Corporate trustees: In the event that the trustee is a corporate entity, the subject person need not follow the same procedure applicable to corporate entities. On the contrary, since the trustee is evidently acting in its capacity as trustee, for the benefit of the beneficiaries of the trust, the shareholders, owners or ‘UBO’s of the trustee itself are not really relevant from an AML-CFT perspective, and it is more the settlor and beneficiaries of the trust itself (that the trustee is administering) that become relevant to the external subject person from an AML-CFT perspective.

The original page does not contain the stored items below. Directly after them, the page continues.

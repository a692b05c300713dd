//! # VMware VM inventory (`vmware-vm-inventory`)
//!
//! Dynamic inventory script for Ansible. Reads a plugin file, queries
//! vCenter/ESXi for virtual machines, and prints the inventory JSON on
//! stdout. Logs go to stderr.
//!
//! ## Usage
//!
//! ```bash
//! vmware-vm-inventory -i ./prod.vmware.yml --list
//! vmware-vm-inventory -i ./prod.vmware.yml --host web1_4206d1f2-...
//! vmware-vm-inventory -i ./prod.vmware.yml --verify
//! ```
//!
//! | Flag | Description |
//! |------|-------------|
//! | `--list` | Print every group and `_meta.hostvars` |
//! | `--host <name>` | Print one host's variables (`{}` when unknown) |
//! | `--verify` | Only check that the plugin file is recognised and valid |
//! | `-i, --inventory` | Plugin file (default `./vmware.yml`) |
//! | `--refresh-cache` | Ignore cached results; still update the cache |
//! | `--pretty` | Indent the JSON output |
//! | `-v` | More logging (`-v` info, `-vv` debug) |

use anyhow::Result;
use clap::{ArgAction, ArgGroup, Parser};
use serde_json::Value;
use std::path::PathBuf;

use vmware_vm_inventory::{config, logging, run};

/// VMware vCenter/ESXi virtual machines as an Ansible dynamic inventory.
#[derive(Parser)]
#[command(
    name = "vmware-vm-inventory",
    version,
    about = "VMware vCenter/ESXi virtual machines as an Ansible dynamic inventory",
    group(ArgGroup::new("mode").required(true).args(["list", "host", "verify"]))
)]
struct Cli {
    /// Print the full inventory.
    #[arg(long)]
    list: bool,

    /// Print the variables of one host.
    #[arg(long, value_name = "HOSTNAME")]
    host: Option<String>,

    /// Check the plugin file without contacting vCenter.
    #[arg(long)]
    verify: bool,

    /// Path to the plugin file (YAML).
    ///
    /// The file name must end with `vmware.yml`, `vmware.yaml`,
    /// `vmware_vm_inventory.yml` or `vmware_vm_inventory.yaml`.
    #[arg(short = 'i', long = "inventory", default_value = "./vmware.yml")]
    inventory: PathBuf,

    /// Skip reading the cache. A fresh result is still written to it.
    #[arg(long)]
    refresh_cache: bool,

    /// Pretty-print JSON output.
    #[arg(long)]
    pretty: bool,

    /// Increase log verbosity (repeatable). `RUST_LOG` overrides this.
    #[arg(short, long, action = ArgAction::Count)]
    verbose: u8,
}

fn print_json(value: &Value, pretty: bool) -> Result<()> {
    let text = if pretty {
        serde_json::to_string_pretty(value)?
    } else {
        serde_json::to_string(value)?
    };
    println!("{}", text);
    Ok(())
}

fn main() -> Result<()> {
    let cli = Cli::parse();
    logging::init(cli.verbose);

    let cfg = config::load_config(&cli.inventory)?;

    if cli.verify {
        println!("{} is a valid VMware VM inventory source", cli.inventory.display());
        return Ok(());
    }

    let inventory = run::run(&cfg, &cli.inventory, cli.refresh_cache)?;

    let output = match &cli.host {
        Some(host) => Value::Object(inventory.host_vars(host)),
        None => inventory.to_json(),
    };
    print_json(&output, cli.pretty)
}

Thus, where the trustee of the trust or similar legal arrangement is not a natural person, the external subject person can limit itself to considering the legal organisation acting in its capacity as trustee and stop at that level, without investigating who ultimately owns or controls such corporate trustee (even where the external subject person is carrying out due diligence in respect of the trust and seeks to establish who the ‘beneficial owners’ of that trust are – which, as explained above, would include the corporate trustee). Of course, beneficiaries, settlors and protectors of the trust are a different matter, and in respect of them, even though these may be corporate entities, CDD must still be conducted with a view towards establishing who the ultimate individual beneficiaries thereof are.
In the case of trustees (or co-trustees) that are authorized or licensed by a regulatory authority in a reputable jurisdiction, and who have therefore undergone a fit and proper test both in respect of directors and senior management as well as in respect of qualifying shareholders, it is reasonable to adopt a risk based approach in their regard and treat the trustee concerned as ‘low risk’, thereby only obtaining evidence of the authorization – or exemption from authorization – that the trustee holds and further:
- enquire as to whether the trustee has been sanctioned or otherwise disciplined by the supervisory authority or other competent authority (for example a Financial Intelligence Unit”; “FIU”) by perusing the competent authority’s website;
- carry out a background check for any adverse media or positive hits involving the particular trustee.
Any further due diligence checks that the subject person may need to undertake will depend on the outcome of the above checks. If upon enquiry it transpires that a trustee has been disciplined including through the imposition of administrative sanctions by the regulatory authority or other competent authority such as an FIU, this does not in itself automatically mean that the subject person must regard the trustee as being ‘high risk’ but instead the subject person must delve more deeply into the matter and assess the nature of the breach, its possible impact on the trustee’s reputability, in order to ascertain whether any further CDD is called for or whether the service being requested should actually be declined.
Also, if there are multiple trustees of a trust, who are being regarded by the external subject person as a ‘customer’, then logically a separate CRA would need to be carried out in respect of each of these customers – thus, by way of example, if one of the trustees is Maltese while the other is located in Bermuda, each of these may present their own particular risk scenarios and would need to be considered in their own right.
Identification
Besides identifying and verifying the identity of the trustee, the subject person providing a service to the trust/trustee or the trustee must also identify and verify the identity of all beneficiaries.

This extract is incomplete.